While I think it’s an admirable quality of the human spirit that we are so resilient, particularly in the face of tragedy, I sometimes think that our memories are far too short. We begin to write off previous generations as if somehow we know better. We think we’ve got it all figured out, and so we ignore their wisdom and forge ahead making old mistakes that are new only to us.
The Great Depression was less than a century ago. The most recent economic recession was far more recent. Just from an economic perspective, we seem to adjust how we live during these times (tightening the belt, so to speak) and then forget those lessons entirely in better times. But I wonder if we wouldn’t be better off applying at least some of that resourcefulness during hard times to our everyday lives to reduce waste and to live more simply.
Here are nine examples of ways we could do this:
- Plant a Depression-era style Victory Garden. Growing our own fruit, herbs, and vegetables can be a wonderful way to help provide for our families, spend more time in nature, and experience the joy that comes with growing things. A small garden can supplement our normal grocery shopping and be immensely rewarding. For those of us who love planting flowers too, we can make sure that we plant the kind that attract bees and butterflies so that we can help contribute to our ecosystem in that way, as well.
- Reduce garbage by recycling, upcycling, and composting.
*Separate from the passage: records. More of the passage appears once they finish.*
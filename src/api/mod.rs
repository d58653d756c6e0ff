mod cookie;
mod error;
mod handler;
mod router;

pub use cookie::{CookiePolicy, REFRESH_COOKIE_NAME};
pub use error::{ApiError, ApiErrorCode, recover_error};
pub use handler::{ApiResponse, RefreshContext, RefreshResponse};
pub use router::routes;
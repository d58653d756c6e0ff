mod auth_service_impl;
mod credential_hasher_argon2;
mod token_codec_jwt;

pub use auth_service_impl::*;
pub use credential_hasher_argon2::*;
pub use token_codec_jwt::*;
use super::cookie::CookiePolicy;
use super::error::*;
use crate::application_port::*;
use crate::domain_model::*;
use crate::logger::*;
use chrono::{DateTime, Utc};
use serde::{Deserialize, Serialize};
use std::future::Future;
use std::sync::Arc;
use std::time::Duration;
use warp::http::header::SET_COOKIE;
use warp::{self, Reply, reject};

#[derive(Debug, Serialize)]
pub struct ApiResponse<T> {
    pub success: bool,
    pub data: Option<T>,
    pub error: Option<ApiError>,
}

impl<T: Serialize> ApiResponse<T> {
    pub fn ok(data: T) -> Self {
        ApiResponse {
            success: true,
            data: Some(data),
            error: None,
        }
    }

    pub fn err(code: ApiErrorCode, message: impl Into<String>) -> Self {
        ApiResponse {
            success: false,
            data: None,
            error: Some(ApiError {
                code,
                message: message.into(),
            }),
        }
    }
}

/// What the refresh endpoint needs from the incoming request. The token is
/// only ever read from the cookie, never from the query string or body.
#[derive(Debug, Clone, Default)]
pub struct RefreshContext {
    pub refresh_token: Option<String>,
}

/// Applies the per-request deadline to a service call.
pub(super) async fn within<T, F>(deadline: Duration, fut: F) -> Result<T, ApiErrorCode>
where
    F: Future<Output = Result<T, AuthError>>,
{
    match tokio::time::timeout(deadline, fut).await {
        Ok(result) => result.map_err(ApiErrorCode::from),
        Err(_) => {
            warn!(?deadline, "request deadline exceeded");
            Err(ApiErrorCode::Timeout)
        }
    }
}

#[derive(Debug, Serialize)]
#[serde(rename_all = "camelCase")]
pub struct RefreshResponse {
    pub ok: bool,
    pub access_token: String,
}

impl RefreshResponse {
    fn denied() -> warp::reply::Response {
        let body = RefreshResponse {
            ok: false,
            access_token: String::new(),
        };
        warp::reply::json(&body).into_response()
    }
}

pub async fn refresh_token(
    context: RefreshContext,
    auth_service: Arc<dyn AuthService>,
    cookie_policy: Arc<CookiePolicy>,
    deadline: Duration,
) -> Result<warp::reply::Response, warp::Rejection> {
    let outcome = within(
        deadline,
        auth_service.rotate(context.refresh_token.as_deref()),
    )
    .await;

    // Every failure looks the same to the client: 200, ok=false, no cookie.
    let tokens = match outcome {
        Ok(RotateOutcome::Success(tokens)) => tokens,
        Ok(RotateOutcome::Denied { .. }) => return Ok(RefreshResponse::denied()),
        Err(code) => {
            debug!(?code, "refresh failed");
            return Ok(RefreshResponse::denied());
        }
    };

    let cookie =
        cookie_policy.refresh_cookie(&tokens.refresh_token, tokens.refresh_token_expires_at);
    let body = RefreshResponse {
        ok: true,
        access_token: tokens.access_token.0,
    };
    Ok(warp::reply::with_header(warp::reply::json(&body), SET_COOKIE, cookie).into_response())
}

#[derive(Debug, Deserialize)]
pub struct RegisterRequest {
    pub email: String,
    pub password: String,
}

#[derive(Debug, Serialize)]
#[serde(rename_all = "camelCase")]
pub struct RegisterResponse {
    pub user_id: UserId,
}

pub async fn register(
    body: RegisterRequest,
    auth_service: Arc<dyn AuthService>,
    deadline: Duration,
) -> Result<impl warp::Reply, warp::Rejection> {
    let register_input = RegisterInput {
        email: body.email,
        password: body.password,
    };
    let user_id = within(deadline, auth_service.register(register_input))
        .await
        .map_err(reject::custom)?;

    Ok(warp::reply::json(&ApiResponse::ok(RegisterResponse {
        user_id,
    })))
}

#[derive(Debug, Deserialize)]
pub struct LoginRequest {
    pub email: String,
    pub password: String,
}

#[derive(Debug, Serialize)]
#[serde(rename_all = "camelCase")]
pub struct LoginResponse {
    pub user_id: UserId,
    pub access_token: String,
    pub access_token_expires_at: DateTime<Utc>,
}

pub async fn login(
    body: LoginRequest,
    auth_service: Arc<dyn AuthService>,
    cookie_policy: Arc<CookiePolicy>,
    deadline: Duration,
) -> Result<impl warp::Reply, warp::Rejection> {
    let login_input = LoginInput {
        email: body.email,
        password: body.password,
    };
    let login_result = within(deadline, auth_service.login(login_input))
        .await
        .map_err(reject::custom)?;

    let tokens = login_result.tokens;
    let cookie =
        cookie_policy.refresh_cookie(&tokens.refresh_token, tokens.refresh_token_expires_at);
    let login_response = LoginResponse {
        user_id: login_result.user_id,
        access_token: tokens.access_token.0,
        access_token_expires_at: tokens.access_token_expires_at,
    };

    Ok(warp::reply::with_header(
        warp::reply::json(&ApiResponse::ok(login_response)),
        SET_COOKIE,
        cookie,
    ))
}

#[derive(Debug, Serialize)]
#[serde(rename_all = "camelCase")]
pub struct LogoutResponse {
    pub logged_out: bool,
}

pub async fn logout(
    cookie_policy: Arc<CookiePolicy>,
) -> Result<impl warp::Reply, warp::Rejection> {
    Ok(warp::reply::with_header(
        warp::reply::json(&ApiResponse::ok(LogoutResponse { logged_out: true })),
        SET_COOKIE,
        cookie_policy.clearing_cookie(),
    ))
}

#[derive(Debug, Serialize)]
pub struct RevokeResponse {
    pub revoked: bool,
}

/// Logout everywhere: every refresh token issued to the caller stops working.
pub async fn revoke_refresh_tokens(
    user_id: UserId,
    auth_service: Arc<dyn AuthService>,
    cookie_policy: Arc<CookiePolicy>,
    deadline: Duration,
) -> Result<impl warp::Reply, warp::Rejection> {
    within(deadline, auth_service.revoke_all(user_id))
        .await
        .map_err(reject::custom)?;

    Ok(warp::reply::with_header(
        warp::reply::json(&ApiResponse::ok(RevokeResponse { revoked: true })),
        SET_COOKIE,
        cookie_policy.clearing_cookie(),
    ))
}

#[derive(Debug, Serialize)]
#[serde(rename_all = "camelCase")]
pub struct MeResponse {
    pub id: UserId,
    pub email: String,
    pub token_version: TokenVersion,
}

pub async fn me(
    user_id: UserId,
    auth_service: Arc<dyn AuthService>,
    deadline: Duration,
) -> Result<impl warp::Reply, warp::Rejection> {
    let user = within(deadline, auth_service.find_user(user_id))
        .await
        .map_err(reject::custom)?;

    Ok(warp::reply::json(&ApiResponse::ok(MeResponse {
        id: user.id,
        email: user.email,
        token_version: user.token_version,
    })))
}

#[cfg(test)]
mod tests {
    use super::*;
    use warp::http::StatusCode;

    enum Failure {
        Store,
        Stall,
    }

    /// Only `rotate` is reachable from the refresh handler.
    struct UnavailableAuthService(Failure);

    #[async_trait::async_trait]
    impl AuthService for UnavailableAuthService {
        async fn register(&self, _request: RegisterInput) -> Result<UserId, AuthError> {
            unimplemented!()
        }

        async fn login(&self, _request: LoginInput) -> Result<LoginResult, AuthError> {
            unimplemented!()
        }

        fn issue_tokens(&self, _user: &User) -> Result<AuthTokens, AuthError> {
            unimplemented!()
        }

        async fn rotate(&self, _refresh_token: Option<&str>) -> Result<RotateOutcome, AuthError> {
            match self.0 {
                Failure::Store => Err(AuthError::Store("connection reset".to_string())),
                Failure::Stall => {
                    tokio::time::sleep(Duration::from_secs(60)).await;
                    Err(AuthError::Store("unreachable".to_string()))
                }
            }
        }

        async fn revoke_all(&self, _user_id: UserId) -> Result<(), AuthError> {
            unimplemented!()
        }

        async fn verify_access(&self, _token: &str) -> Result<UserId, AuthError> {
            unimplemented!()
        }

        async fn find_user(&self, _user_id: UserId) -> Result<User, AuthError> {
            unimplemented!()
        }
    }

    async fn refresh_with(failure: Failure, deadline: Duration) -> warp::reply::Response {
        let context = RefreshContext {
            refresh_token: Some("a.b.c".to_string()),
        };
        let cookie_policy = Arc::new(CookiePolicy {
            path: "/".to_string(),
            secure: false,
        });
        refresh_token(
            context,
            Arc::new(UnavailableAuthService(failure)),
            cookie_policy,
            deadline,
        )
        .await
        .unwrap()
    }

    async fn assert_uniform_denial(response: warp::reply::Response) {
        assert_eq!(response.status(), StatusCode::OK);
        assert!(response.headers().get(SET_COOKIE).is_none());

        let body = warp::hyper::body::to_bytes(response.into_body())
            .await
            .unwrap();
        let json: serde_json::Value = serde_json::from_slice(&body).unwrap();
        assert_eq!(json, serde_json::json!({ "ok": false, "accessToken": "" }));
    }

    #[tokio::test]
    async fn store_failure_answers_with_the_denial() {
        let response = refresh_with(Failure::Store, Duration::from_secs(5)).await;
        assert_uniform_denial(response).await;
    }

    #[tokio::test]
    async fn missed_deadline_answers_with_the_denial() {
        let started = std::time::Instant::now();
        let response = refresh_with(Failure::Stall, Duration::from_millis(20)).await;

        assert!(started.elapsed() < Duration::from_secs(5));
        assert_uniform_denial(response).await;
    }
}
Since I’ve started to recycle, I’ve found that I’ve reduced the amount of garbage in my household by at least half. Most packaging is recyclable. Anything that can be recycled is recycled in my home. I never let recyclable material head to the local dump. Additionally, there are old items that we can upcycle rather than throw out, like turning an old book into a new clock or another such Pinterest project. Then there’s composting. Instead of chucking everything into the trash, there are things we can compost with little effort like apple rinds, eggs, orange peels, banana peels, and coffee grounds.
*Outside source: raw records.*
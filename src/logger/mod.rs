//! Global `tracing` subscriber with a filter that can be swapped once the
//! settings file has been read.

mod logger;
pub use logger::*;

pub use tracing::{debug, error, info, trace, warn};
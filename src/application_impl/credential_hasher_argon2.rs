use crate::application_port::*;
use argon2::password_hash::SaltString;
use argon2::password_hash::rand_core::OsRng;
use argon2::{Argon2, PasswordHash, PasswordHasher, PasswordVerifier};

pub struct Argon2PasswordHasher;

/// Hashing and verification run on the blocking pool.
#[async_trait::async_trait]
impl CredentialHasher for Argon2PasswordHasher {
    async fn hash_password(&self, password: &str) -> Result<String, AuthError> {
        let password = password.to_owned();
        tokio::task::spawn_blocking(move || -> Result<String, AuthError> {
            let salt = SaltString::generate(&mut OsRng);
            let hash = Argon2::default()
                .hash_password(password.as_bytes(), &salt)
                .map_err(|e| AuthError::InternalError(e.to_string()))?
                .to_string();
            Ok(hash)
        })
        .await
        .map_err(|e| AuthError::InternalError(format!("hash task failed: {e}")))?
    }

    async fn verify_password(
        &self,
        password: &str,
        password_hash: &str,
    ) -> Result<bool, AuthError> {
        let password = password.to_owned();
        let password_hash = password_hash.to_owned();
        tokio::task::spawn_blocking(move || -> Result<bool, AuthError> {
            let parsed = PasswordHash::new(&password_hash)
                .map_err(|e| AuthError::InternalError(format!("invalid PHC hash: {e}")))?;

            match Argon2::default().verify_password(password.as_bytes(), &parsed) {
                Ok(_) => Ok(true),
                Err(argon2::password_hash::Error::Password) => Ok(false),
                Err(e) => Err(AuthError::InternalError(format!("verify error: {e}"))),
            }
        })
        .await
        .map_err(|e| AuthError::InternalError(format!("verify task failed: {e}")))?
    }
}

#[cfg(test)]
mod tests {
    use super::*;

    #[tokio::test]
    async fn hash_verifies_only_the_original_password() {
        let hasher = Argon2PasswordHasher;
        let hash = hasher.hash_password("hunter22").await.unwrap();

        assert!(hash.starts_with("$argon2"));
        assert!(hasher.verify_password("hunter22", &hash).await.unwrap());
        assert!(!hasher.verify_password("hunter23", &hash).await.unwrap());
    }

    #[tokio::test]
    async fn malformed_hash_is_an_internal_error() {
        let result = Argon2PasswordHasher
            .verify_password("hunter22", "plaintext")
            .await;
        assert!(matches!(result, Err(AuthError::InternalError(_))));
    }

    #[tokio::test]
    async fn hashing_leaves_the_runtime_free() {
        let hasher = Argon2PasswordHasher;

        // On the single-threaded test runtime the timer can only fire first
        // if the hash is computed elsewhere.
        let timer_first = tokio::select! {
            biased;
            _ = hasher.hash_password("hunter22") => false,
            _ = tokio::time::sleep(std::time::Duration::from_millis(1)) => true,
        };
        assert!(timer_first);
    }
}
- Be innovative with leftovers. I’m not just talking about leftover food, although there are many recipes out there for a “kitchen sink” soup where leftovers can be creatively made into a whole new meal. But there are other ways to look at leftover things. Apple rinds and orange peels can be combined with cinnamon sticks and heated for aromatherapy. They can also be made into an herbal tea. It’s delicious sweetened with honey. When we have fresh cut roses in our homes, we can take the petals before they wither and turn them into rose petal baths, homemade potpourri, or a number of homemade beauty products.
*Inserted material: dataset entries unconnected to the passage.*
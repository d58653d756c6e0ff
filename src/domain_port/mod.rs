// store

mod session_store;

pub use session_store::*;

// repo

mod user_repo;

pub use user_repo::*;
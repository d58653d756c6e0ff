use crate::settings::Log;
use anyhow::{Result, anyhow};
use tracing_subscriber::{
    EnvFilter, Registry, fmt, layer::SubscriberExt, reload, util::SubscriberInitExt,
};

pub struct Logger {
    reload_handle: reload::Handle<EnvFilter, Registry>,
}

impl Logger {
    /// Installs the global subscriber. `RUST_LOG` wins until settings are loaded.
    pub fn new_bootstrap() -> Self {
        let filter = EnvFilter::try_from_default_env().unwrap_or_else(|_| EnvFilter::new("info"));
        let (filter, reload_handle) = reload::Layer::new(filter);

        tracing_subscriber::registry()
            .with(filter)
            .with(fmt::layer().with_target(true))
            .init();

        Self { reload_handle }
    }

    pub fn reload_from_settings(&self, log: &Log) -> Result<()> {
        let filter = EnvFilter::try_new(&log.filter).map_err(|e| anyhow!(e))?;
        self.reload_handle.reload(filter).map_err(|e| anyhow!(e))?;
        Ok(())
    }
}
- We can upcycle things we might normally discard. Our old wine bottles can be upcycled as vases. Old jars can be made into toy storage or gift containers. If we think about different items before simply discarding them, we may be able to reduce much of our waste. Even old gifts can be upcycled. Take Valentine’s Day for instance. I’ve written an entire article on what we can do with old candy boxes, balloons, and greeting cards.
- We can pause before making purchases. Is what we’re buying meaningful in some way? Do we love it? Does it add value to our lives? Or are we just impulse buying or jumping on a sale while we can? If it is a necessary item, is there a similar item in our home we can donate or recycle now that we have this new one?
- We can go through our homes and look for ways to minimize our possessions. Most of us have far more than we need. If we’re in a financial pinch, what might we be able to sell? If we’re in a place where money is not an immediate concern, what could we donate to a worthy cause?
- We can figure out how to barter. Whether we’re trading babysitting days with a friend or swapping chores, we can utilize a bartering system to get things done. This can be a great way to get our needs met without spending extra money.
- We can save our pennies. Literally. We can collect change and save it up. We can use it to pay down a debt or to save for a desired trip or item. We can even download coupon apps to help us make our dollars stretch. Whatever we save could always be put back toward a goal.
- Walk or bike more, drive less, and carpool. When we make an effort to use our vehicles less, we tend to be healthier (with more exercise), and we also cut down on carbon emissions.
I don’t want to romanticize economic hardship, particularly as living in poverty can be a gut-wrenching experience. But I feel that we too often forget that our waste contributes to greenhouse emissions that are directly linked to global warming.
What we do matters, even if we’re not doing it for financial reasons. When we take a conservative approach to how we live, we’ll only increase our abundance. And, as the saying goes: When you have more than you need, build a longer table, not a higher fence.